Recursive function for outputing string

Question

I have a following code:

#include <stdio.h>
void recursion(char *ptr) {
    if(*ptr!='J') recursion(ptr++);
    printf("%c",*ptr);
}


void main() {
    char v[]="!zenaJ";
    char *ptr=v;
    recursion(ptr);
}

I would like to return Janez! trough the recursive function. I don't have any errors when compiling. When I run the program I get an error "Segmentation fault (core dumped)". What am I doing wrong?

Answer 1

You are passing recursively the same pointer

if(*ptr!='J') recursion(ptr++);

because the value of the post-increment expression ptr++ is the value of the pointer before its incrementing.
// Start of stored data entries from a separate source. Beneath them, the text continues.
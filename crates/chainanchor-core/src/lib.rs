//! chainanchor-core — foundation for the transfer indexer and proof anchoring.
//!
//! # Architecture
//!
//! ```text
//! Ingester ──► CommitmentBuilder (Merkle root over transfer leaves)
//!     │
//!     └──► LedgerStore::commit_batch (blocks + txs + transfers + batch + checkpoint)
//!                         │
//! BatchSubmitter ◄────────┘  quorum gate → claim → RewardPolicy → settlement ledger
//!
//! list_transfers ──► PaginationCursor ──► LedgerStore::seek_transfers
//! ```

pub mod commitment;
pub mod cursor;
pub mod error;
pub mod query;
pub mod reward;
pub mod store;
pub mod types;

pub use commitment::{keccak256, transfer_leaf, CommitmentBuilder, LeafLayout, ZERO_ROOT};
pub use cursor::{CursorError, PaginationCursor};
pub use error::IndexerError;
pub use query::{list_transfers, Direction, QueryError, TransferPage, TransferQuery};
pub use reward::{RewardError, RewardPolicy};
pub use store::{BatchCommit, LedgerStore, SeekRequest};
pub use types::{
    Attestation, AttestationStatus, BatchRecord, BatchStatus, BlockSummary, Checkpoint,
    IndexedBatch, TransactionRecord, Transfer,
};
The function written in C can look the following way

void recursion( const char *ptr ) 
{
    if ( *ptr )
    {
        recursion( ptr + 1 );    
        putchar( *ptr );
    }
}

In C++ the function can look the following way

std::ostream & recursion( const char *ptr, std::ostream &os = std::cout ) 
{
    if ( *ptr )
    {
        recursion( ptr + 1 );    
        os << *ptr;
    }

    return os;
}

Pay attention to that according to the C Standard the function main without parameters shall be declared like

int main( void )

and in C++ it can be declared like

int main()

Answer 2

The increment of ptr occurs only after the recursive call for recursion. A simple fix should be:

#include <stdio.h>
void recursion(char *ptr) {
    if (*ptr != 'J')
    {
        char c = *ptr;
        ptr++;
        recursion(ptr);
        printf("%c",c);
    }
    else
    {
        printf("%c", 'J');
    }
}


void main() {
    char v[]="!zenaJ";
    char *ptr=v;
    recursion(ptr);
}